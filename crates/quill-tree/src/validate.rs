//! Structural invariants of a tree.

use crate::node::{Label, NodeId};
use crate::tree::Tree;

/// Every violated invariant, described with the offending node's context.
/// An empty list means the tree is consistent.
pub(crate) fn check(tree: &Tree) -> Vec<String> {
    let mut issues = Vec::new();
    let root = tree.root();

    if tree.node(root).label != Label::Root {
        issues.push("root node is not labelled root".to_string());
    }
    if tree.parent(root).is_some() {
        issues.push("root node has a parent".to_string());
    }

    for id in tree.preorder(root) {
        check_node(tree, id, &mut issues);
    }
    issues
}

fn check_node(tree: &Tree, id: NodeId, issues: &mut Vec<String>) {
    let node = tree.node(id);
    let context = tree.context(id);

    if tree.recipe(id).is_none() {
        issues.push(format!("{context}: unknown syntax `{}`", node.syntax()));
    }

    let Some(end) = node.end_exclusive() else {
        issues.push(format!("{context}: unbalanced node inside the tree"));
        return;
    };

    if id != tree.root() {
        match node.parent {
            None => issues.push(format!("{context}: node has no parent")),
            Some(parent) => {
                let count = tree.children(parent).iter().filter(|&&c| c == id).count();
                if count != 1 {
                    issues.push(format!(
                        "{context}: parent lists the node {count} times"
                    ));
                }
            }
        }
    }

    let mut previous_end = node.start;
    for (position, &child) in node.children.iter().enumerate() {
        let child_node = tree.node(child);
        let child_context = tree.context(child);

        if child_node.label != Label::Child(position as u32) {
            issues.push(format!("{child_context}: id does not match position {position}"));
        }
        if child_node.parent != Some(id) {
            issues.push(format!("{child_context}: parent back-reference is stale"));
        }

        let Some(child_end) = child_node.end_exclusive() else {
            continue;
        };
        if child_node.start < node.start || child_end > end {
            issues.push(format!(
                "{child_context}: range {}..{} escapes parent {}..{}",
                child_node.start, child_end, node.start, end
            ));
        }
        if child_node.start < previous_end {
            issues.push(format!("{child_context}: overlaps its previous sibling"));
        }
        previous_end = child_end;
    }
}
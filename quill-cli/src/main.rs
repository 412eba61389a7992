//! Quill CLI - formula parsing and evaluation from the command line.
//! Quill CLI - 命令行中的公式解析与求值。

mod commands;
mod config;
mod output;

use clap::{Parser, Subcommand};
use config::Config;
use std::path::PathBuf;
use tracing_subscriber::EnvFilter;

/// Main CLI structure.
/// 主 CLI 结构体。
#[derive(Parser)]
#[command(name = "quill")]
#[command(author, version, about = "Quill - formulas that mix text, math and dice", long_about = None)]
struct Cli {
    #[command(subcommand)]
    command: Commands,

    /// JSON configuration file. / JSON 配置文件。
    #[arg(short, long, global = true)]
    config: Option<PathBuf>,

    /// Enable verbose output. / 启用详细输出。
    #[arg(short, long, global = true)]
    verbose: bool,

    /// Suppress output. / 抑制输出。
    #[arg(short, long, global = true)]
    quiet: bool,
}

/// Available CLI commands.
/// 可用的 CLI 命令。
#[derive(Subcommand)]
enum Commands {
    /// Show the syntax tree of a formula. / 显示公式的语法树。
    Parse {
        /// The formula. / 公式。
        expr: String,

        /// Print the tree as JSON. / 以 JSON 输出语法树。
        #[arg(long)]
        json: bool,
    },

    /// Show the scope of every expression. / 显示每个表达式的作用域。
    Scope {
        /// The formula. / 公式。
        expr: String,

        /// Read the formula as text. / 以文本方式读取公式。
        #[arg(long)]
        text: bool,
    },

    /// Evaluate a formula. / 求值公式。
    Eval {
        /// The formula. / 公式。
        expr: String,

        /// Roll dice. / 掷骰。
        #[arg(long)]
        roll: bool,

        /// Seed for dice rolls. / 掷骰种子。
        #[arg(long)]
        seed: Option<u64>,

        /// Read the formula as text. / 以文本方式读取公式。
        #[arg(long)]
        text: bool,

        /// Bind a name, e.g. `--bind st=12`. / 绑定名称。
        #[arg(short, long = "bind", value_name = "NAME=VALUE")]
        bindings: Vec<String>,
    },

    /// Start an interactive REPL. / 启动交互式 REPL。
    Repl,
}

/// Main entry point.
/// 主入口点。
fn main() {
    let cli = Cli::parse();
    init_tracing(cli.verbose);

    let result = load_config(cli.config.as_deref()).and_then(|config| match cli.command {
        Commands::Parse { expr, json } => commands::parse::run(&expr, json, &config),
        Commands::Scope { expr, text } => {
            commands::scope::run(&expr, &config.with_text_processing(text))
        }
        Commands::Eval {
            expr,
            roll,
            seed,
            text,
            bindings,
        } => {
            let mut config = config.with_text_processing(text).with_roll_dice(roll);
            if let Some(seed) = seed {
                config = config.with_seed(seed);
            }
            for binding in &bindings {
                let (name, value) = config::parse_binding(binding)?;
                config = config.with_binding(name, value);
            }
            commands::eval::run(&expr, &config)
        }
        Commands::Repl => commands::repl::run(config),
    });

    if let Err(e) = result {
        if !cli.quiet {
            output::error(&e);
        }
        std::process::exit(1);
    }
}

fn load_config(path: Option<&std::path::Path>) -> Result<Config, String> {
    match path {
        Some(path) => Config::load(path).map_err(|e| e.to_string()),
        None => Ok(Config::default()),
    }
}

/// `RUST_LOG` wins; `--verbose` raises the default level to debug.
fn init_tracing(verbose: bool) {
    let default = if verbose { "debug" } else { "warn" };
    let filter = EnvFilter::try_from_default_env().unwrap_or_else(|_| EnvFilter::new(default));
    tracing_subscriber::fmt()
        .with_env_filter(filter)
        .with_writer(std::io::stderr)
        .without_time()
        .init();
}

----------

Return the records above in their entirety, exactly as they appear.

Response to this exercise.
filename crates/quill-tree/src/validate.rs
//! Structural invariants of a tree.

use crate::node::{Label, NodeId};
use crate::tree::Tree;

/// Every violated invariant, described with the offending node's context.
/// An empty list means the tree is consistent.
pub(crate) fn check(tree: &Tree) -> Vec<String> {
    let mut issues = Vec::new();
    let root = tree.root();

    if tree.node(root).label != Label::Root {
        issues.push("root node is not labelled root".to_string());
    }
    if tree.parent(root).is_some() {
        issues.push("root node has a parent".to_string());
    }

    for id in tree.preorder(root) {
        check_node(tree, id, &mut issues);
    }
    issues
}

fn check_node(tree: &Tree, id: NodeId, issues: &mut Vec<String>) {
    let node = tree.node(id);
    let context = tree.context(id);

    if tree.recipe(id).is_none() {
        issues.push(format!("{context}: unknown syntax `{}`", node.syntax()));
    }

    let Some(end) = node.end_exclusive() else {
        issues.push(format!("{context}: unbalanced node inside the tree"));
        return;
    };

    if id != tree.root() {
        match node.parent {
            None => issues.push(format!("{context}: node has no parent")),
            Some(parent) => {
                let count = tree.children(parent).iter().filter(|&&c| c == id).count();
                if count != 1 {
                    issues.push(format!(
                        "{context}: parent lists the node {count} times"
                    ));
                }
            }
        }
    }

    let mut previous_end = node.start;
    for (position, &child) in node.children.iter().enumerate() {
        let child_node = tree.node(child);
        let child_context = tree.context(child);

        if child_node.label != Label::Child(position as u32) {
            issues.push(format!("{child_context}: id does not match position {position}"));
        }
        if child_node.parent != Some(id) {
            issues.push(format!("{child_context}: parent back-reference is stale"));
        }

        let Some(child_end) = child_node.end_exclusive() else {
            continue;
        };
        if child_node.start < node.start || child_end > end {
            issues.push(format!(
                "{child_context}: range {}..{} escapes parent {}..{}",
                child_node.start, child_end, node.start, end
            ));
        }
        if child_node.start < previous_end {
            issues.push(format!("{child_context}: overlaps its previous sibling"));
        }
        previous_end = child_end;
    }
}
filename quill-cli/src/main.rs
repository 412eba61389a7992
//! Quill CLI - formula parsing and evaluation from the command line.
//! Quill CLI - 命令行中的公式解析与求值。

mod commands;
mod config;
mod output;

use clap::{Parser, Subcommand};
use config::Config;
use std::path::PathBuf;
use tracing_subscriber::EnvFilter;

/// Main CLI structure.
/// 主 CLI 结构体。
#[derive(Parser)]
#[command(name = "quill")]
#[command(author, version, about = "Quill - formulas that mix text, math and dice", long_about = None)]
struct Cli {
    #[command(subcommand)]
    command: Commands,

    /// JSON configuration file. / JSON 配置文件。
    #[arg(short, long, global = true)]
    config: Option<PathBuf>,

    /// Enable verbose output. / 启用详细输出。
    #[arg(short, long, global = true)]
    verbose: bool,

    /// Suppress output. / 抑制输出。
    #[arg(short, long, global = true)]
    quiet: bool,
}

/// Available CLI commands.
/// 可用的 CLI 命令。
#[derive(Subcommand)]
enum Commands {
    /// Show the syntax tree of a formula. / 显示公式的语法树。
    Parse {
        /// The formula. / 公式。
        expr: String,

        /// Print the tree as JSON. / 以 JSON 输出语法树。
        #[arg(long)]
        json: bool,
    },

    /// Show the scope of every expression. / 显示每个表达式的作用域。
    Scope {
        /// The formula. / 公式。
        expr: String,

        /// Read the formula as text. / 以文本方式读取公式。
        #[arg(long)]
        text: bool,
    },

    /// Evaluate a formula. / 求值公式。
    Eval {
        /// The formula. / 公式。
        expr: String,

        /// Roll dice. / 掷骰。
        #[arg(long)]
        roll: bool,

        /// Seed for dice rolls. / 掷骰种子。
        #[arg(long)]
        seed: Option<u64>,

        /// Read the formula as text. / 以文本方式读取公式。
        #[arg(long)]
        text: bool,

        /// Bind a name, e.g. `--bind st=12`. / 绑定名称。
        #[arg(short, long = "bind", value_name = "NAME=VALUE")]
        bindings: Vec<String>,
    },

    /// Start an interactive REPL. / 启动交互式 REPL。
    Repl,
}

/// Main entry point.
/// 主入口点。
fn main() {
    let cli = Cli::parse();
    init_tracing(cli.verbose);

    let result = load_config(cli.config.as_deref()).and_then(|config| match cli.command {
        Commands::Parse { expr, json } => commands::parse::run(&expr, json, &config),
        Commands::Scope { expr, text } => {
            commands::scope::run(&expr, &config.with_text_processing(text))
        }
        Commands::Eval {
            expr,
            roll,
            seed,
            text,
            bindings,
        } => {
            let mut config = config.with_text_processing(text).with_roll_dice(roll);
            if let Some(seed) = seed {
                config = config.with_seed(seed);
            }
            for binding in &bindings {
                let (name, value) = config::parse_binding(binding)?;
                config = config.with_binding(name, value);
            }
            commands::eval::run(&expr, &config)
        }
        Commands::Repl => commands::repl::run(config),
    });

    if let Err(e) = result {
        if !cli.quiet {
            output::error(&e);
        }
        std::process::exit(1);
    }
}

fn load_config(path: Option<&std::path::Path>) -> Result<Config, String> {
    match path {
        Some(path) => Config::load(path).map_err(|e| e.to_string()),
        None => Ok(Config::default()),
    }
}

/// `RUST_LOG` wins; `--verbose` raises the default level to debug.
fn init_tracing(verbose: bool) {
    let default = if verbose { "debug" } else { "warn" };
    let filter = EnvFilter::try_from_default_env().unwrap_or_else(|_| EnvFilter::new(default));
    tracing_subscriber::fmt()
        .with_env_filter(filter)
        .with_writer(std::io::stderr)
        .without_time()
        .init();
}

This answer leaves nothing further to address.